In carrying out his substantive procedures, the auditor should examine all large advances while other advances may be examined on a sampling basis. The accounts identified to be problem accounts, however, need to be examined in detail unless the amount involved is insignificant. The extent of sample checking would also depend on the auditor’s assessment of effocacy of internal controls. What constitutes a ‘large advance’ would need to be determined in the context of volume of operations of the branch e.g. an advance may be considered to be a large advance if the year-end balance is in excess of 2 crore or 5% of the aggregate year-end advances of the branch, whichever is less.
Lending constitutes a major activity of a bank besides the investment function. The core business of banks is accepting deposits for onward lending.
Advances are amount of money or credit, given as a loan from a bank to another party with an agreement that the money will be repaid. All Bank Loans are made at interest which is a compensation for borrowing.

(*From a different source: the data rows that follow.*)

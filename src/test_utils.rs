//! Shared test utilities for `FridgeBuddy`.
//!
//! This module provides common helper functions for setting up test databases
//! and creating test entities with sensible defaults.

use crate::{
    core::{fridge, inventory, product, user},
    entities,
    errors::Result,
};
use sea_orm::DatabaseConnection;

/// Creates an in-memory `SQLite` database with all tables initialized.
/// This is the standard setup for all integration tests.
pub async fn setup_test_db() -> Result<DatabaseConnection> {
    let db = sea_orm::Database::connect("sqlite::memory:").await?;
    crate::config::database::create_tables(&db).await?;
    Ok(db)
}

/// Creates a test user without dietary restrictions.
pub async fn create_test_user(db: &DatabaseConnection, name: &str) -> Result<entities::user::Model> {
    user::create_user(db, name.to_string(), entities::Tags::default()).await
}

/// Creates a test fridge owned by `owner_id`.
///
/// # Defaults
/// * `location`: None
pub async fn create_test_fridge(
    db: &DatabaseConnection,
    owner_id: i64,
    name: &str,
) -> Result<entities::fridge::Model> {
    fridge::create_fridge(db, owner_id, name.to_string(), None).await
}

/// Creates a test product with sensible defaults.
///
/// # Defaults
/// * `category`: empty
/// * `default_unit`: "unit"
/// * `shelf_life_days`: estimated from the name
/// * `tags`: none
pub async fn create_test_product(
    db: &DatabaseConnection,
    name: &str,
) -> Result<entities::product::Model> {
    product::create_product(db, product::NewProduct::named(name, "")).await
}

/// Creates a test product carrying the given tags.
pub async fn create_tagged_product(
    db: &DatabaseConnection,
    name: &str,
    tags: &[&str],
) -> Result<entities::product::Model> {
    let mut new_product = product::NewProduct::named(name, "");
    new_product.tags = entities::Tags::new(tags.iter().copied());
    product::create_product(db, new_product).await
}

/// Puts `quantity` of a product in a fridge.
///
/// # Defaults
/// * `unit`: "unit"
/// * `expiry_date`: today plus the product's shelf life
/// * `source`: manual
pub async fn create_test_item(
    db: &DatabaseConnection,
    fridge_id: i64,
    product_id: i64,
    quantity: f64,
) -> Result<entities::inventory_item::Model> {
    let today = chrono::Utc::now().date_naive();
    inventory::add_item(
        db,
        inventory::NewItem::new(fridge_id, product_id, quantity, "unit"),
        today,
    )
    .await
}

/// Sets up a complete test environment with a user owning one fridge.
/// Returns (db, fridge, user) for common test scenarios.
pub async fn setup_with_fridge() -> Result<(
    DatabaseConnection,
    entities::fridge::Model,
    entities::user::Model,
)> {
    let db = setup_test_db().await?;
    let user = create_test_user(&db, "Test User").await?;
    let fridge = create_test_fridge(&db, user.id, "Test Fridge").await?;
    Ok((db, fridge, user))
}
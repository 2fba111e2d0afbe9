//! Product name normalization.
//!
//! Names reach the backend from users, from the vision service and from the
//! stored catalog, each spelled its own way ("Le Lait", "laits", "lait").
//! [`normalize`] maps them to one comparison key. The key is never shown to users.

use unicode_normalization::{UnicodeNormalization, char::is_combining_mark};

/// Leading articles removed from names, longest first so that "de la " wins over "de ".
const ARTICLES: &[&str] = &[
    "de la ", "de l'", "les ", "des ", "une ", "le ", "la ", "un ", "du ", "de ", "l'", "d'",
];

/// Trailing characters treated as a plural mark.
const PLURAL_SUFFIXES: &[char] = &['s', 'x'];

/// Tokens this short are never depluralized ("pas", "riz" stay as they are).
const MIN_PLURAL_TOKEN_LEN: usize = 4;

/// Canonicalizes a product name into its comparison key.
///
/// Lowercases, strips diacritics, drops leading articles, removes a naive plural
/// mark from each word and cleans punctuation and whitespace. Blank input gives
/// an empty string.
///
/// The pass is repeated until the text stops changing, so the result is a fixed
/// point: `normalize(&normalize(x)) == normalize(x)` for every input.
#[must_use]
pub fn normalize(name: &str) -> String {
    let mut current = normalize_pass(name);
    loop {
        let next = normalize_pass(&current);
        // Every pass after the first only removes characters.
        if next == current || next.len() >= current.len() {
            return current;
        }
        current = next;
    }
}

fn normalize_pass(name: &str) -> String {
    let lowered = name.trim().to_lowercase();
    let unaccented = strip_diacritics(&lowered);
    let without_articles = strip_articles(&unaccented);
    let singular = depluralize(without_articles);
    clean_characters(&singular)
}

fn strip_diacritics(text: &str) -> String {
    text.nfd()
        .filter(|c| !is_combining_mark(*c))
        .map(|c| if c == '\u{2019}' { '\'' } else { c })
        .collect()
}

fn strip_articles(mut text: &str) -> &str {
    loop {
        text = text.trim_start();
        match ARTICLES.iter().find_map(|article| text.strip_prefix(article)) {
            Some(rest) if !rest.trim().is_empty() => text = rest,
            _ => return text,
        }
    }
}

fn depluralize(text: &str) -> String {
    text.split_whitespace()
        .map(depluralize_token)
        .collect::<Vec<_>>()
        .join(" ")
}

fn depluralize_token(token: &str) -> &str {
    let mut chars = token.chars().rev();
    let (Some(last), Some(before_last)) = (chars.next(), chars.next()) else {
        return token;
    };

    let is_plural = PLURAL_SUFFIXES.contains(&last)
        && before_last != last
        && token.chars().count() >= MIN_PLURAL_TOKEN_LEN;

    if is_plural {
        &token[..token.len() - last.len_utf8()]
    } else {
        token
    }
}

fn clean_characters(text: &str) -> String {
    let kept: String = text
        .chars()
        .filter(|c| c.is_alphanumeric() || c.is_whitespace() || *c == '-')
        .collect();
    kept.split_whitespace().collect::<Vec<_>>().join(" ")
}
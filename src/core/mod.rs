/// Alert derivation and the alert refresh run after quantity changes
pub mod alert;
/// Recipe feasibility engine and its database loader
pub mod feasibility;
/// Fridge registration and lookup
pub mod fridge;
/// Vision ingestion of detected products
pub mod ingestion;
/// Inventory items and quantity changes
pub mod inventory;
/// Id-then-name quantity lookup
pub mod matching;
/// Product name normalization
pub mod normalize;
/// Catalog products
pub mod product;
/// Catalog resolution of detected names
pub mod resolver;
/// Recipes and their ingredients
pub mod recipe;
/// Fuzzy name scoring
pub mod scoring;
/// Shelf-life estimation
pub mod shelf_life;
/// Shopping lists and purchase progress
pub mod shopping_list;
/// Users and dietary restrictions
pub mod user;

Advances, generally, constitute the largest item on the assets side of the balance sheet of a bank and are major source of its income. Audit of advances is one of the most important areas covered by auditors in bank audit. It is necessary that auditors should have adequate knowledge of the banking industry and the regulations governing the banks. Auditors must be aware of the various functional areas of the bank/branches, its processes, procedures, systems and prevailing internal controls with regard to advances.
Types of Advances :- Funded Loans & Non-Funded Loans
- Funded loans are those loans where there is an actual transfer of funds from the bank to the borrower. Examples of funded loans are Term loans, Cash credits, Overdrafts, Demand Loans, Bills Discounted and Purchased, Participation on Risk Sharing basis, Interest-bearing Staff Loans.

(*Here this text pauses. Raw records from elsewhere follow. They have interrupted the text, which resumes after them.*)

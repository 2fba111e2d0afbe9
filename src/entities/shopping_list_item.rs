//! Shopping list item entity - One product to buy on a shopping list.

use sea_orm::entity::prelude::*;
use serde::{Deserialize, Serialize};

/// Purchase state of a single list item
#[derive(Clone, Copy, Debug, PartialEq, Eq, EnumIter, DeriveActiveEnum, Serialize, Deserialize)]
#[sea_orm(rs_type = "String", db_type = "String(StringLen::N(16))")]
#[serde(rename_all = "snake_case")]
pub enum ItemStatus {
    /// Still to buy
    #[sea_orm(string_value = "pending")]
    Pending,
    /// Bought
    #[sea_orm(string_value = "purchased")]
    Purchased,
    /// Dropped from the list
    #[sea_orm(string_value = "cancelled")]
    Cancelled,
}

/// Shopping list item database model
#[derive(Clone, Debug, PartialEq, DeriveEntityModel, Serialize, Deserialize)]
#[sea_orm(table_name = "shopping_list_items")]
pub struct Model {
    /// Unique identifier for the item
    #[sea_orm(primary_key)]
    pub id: i64,
    /// ID of the owning list
    pub list_id: i64,
    /// ID of the product to buy
    pub product_id: i64,
    /// Quantity to buy
    pub quantity: f64,
    /// Unit of `quantity`
    pub unit: String,
    /// Purchase state
    pub status: ItemStatus,
    /// When the item was last modified
    pub updated_at: DateTimeUtc,
}

/// Defines relationships between ShoppingListItem and other entities
#[derive(Copy, Clone, Debug, EnumIter, DeriveRelation)]
pub enum Relation {
    /// Each item belongs to one list
    #[sea_orm(
        belongs_to = "super::shopping_list::Entity",
        from = "Column::ListId",
        to = "super::shopping_list::Column::Id"
    )]
    List,
    /// Each item references one product
    #[sea_orm(
        belongs_to = "super::product::Entity",
        from = "Column::ProductId",
        to = "super::product::Column::Id"
    )]
    Product,
}

impl Related<super::shopping_list::Entity> for Entity {
    fn to() -> RelationDef {
        Relation::List.def()
    }
}

impl Related<super::product::Entity> for Entity {
    fn to() -> RelationDef {
        Relation::Product.def()
    }
}

impl ActiveModelBehavior for ActiveModel {}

- Non-funded facilities are those which do not involve such transfer.
Examples of non-funded loans are Letters of credit, Bank guarantees, etc.
What do ADVANCES comprise:
Advances comprise of funded amounts by way of:
- Term loans :-
- Cash credits, Overdrafts, Demand Loans
- Bills Discounted and Purchased
- Participation on Risk Sharing basis
- Interest-bearing Staff Loans
Legal requirements of Disclosure in the Balance Sheet:
(i) Bills purchased and discounted
(ii) Cash credits, Overdrafts and loans repayable on demand
(iii) Term Loans
(i) Secured by tangible assets
(ii) Covered by Bank/Government guarantees
|C.I. Advances in India:
||C.II. Advances outside India:
- Priority sectors
- Public sector
- Due from Banks
- Due from Others:
(a) Bills Purchased and discounted
(b) Sybdicated loans
Classifcation of Advances
RBI issues common guidelines for lending to Priority Sector which banks are required to follow. These guidelines cover rate of interest; service charges, receipt, sanction, rejection, disbursement Register; issue of Loan Application Acknowledgement. RBI also issues targets for banks for lending to Priority Sector.
Banks ask Security or Collateral while lending to assure that the Borrower will return the money to bank in prescribed time else the Banks have legal authority to sell the collateral to recover its money.
Nature of Security
- Primary security refers to the security offered by the borrower for bank finance or the one against which credit has been extended by the bank. This security is the principal security for an advance.
- Collateral security is an additional security. Security can be in any form i.e. tangible or intangible asset, movable or immovable asset.
Examples of most common types of securities accepted by banks are the following:
- Personal Security of Guarantor
- Goods/Stocks/Debtors/Trade Receivables
- Gold Ornaments and Bullion
- Immovable Property
- Plantations (For Agricultural Advances)
- Third Party Guarantees
- Banker’s General Lien
- Life Insurance Policies
- Stock Exchange Securities and Other Instruments
Mode of Creation of Security
Depending on the nature of the item concerned, creation of security may take the form of a mortgage, pledge, hypothecation, assignment, set-off or lien.
(i) Mortgage: Mortgage are of several kinds but the most important are the Registered Mortgage and the Equitable Mortgage.
- Registered Mortgage can be affected by a registered instrument called the ‘Mortgage Deed’ signed by the mortgagor. It registers the property to the mortgagee as a security.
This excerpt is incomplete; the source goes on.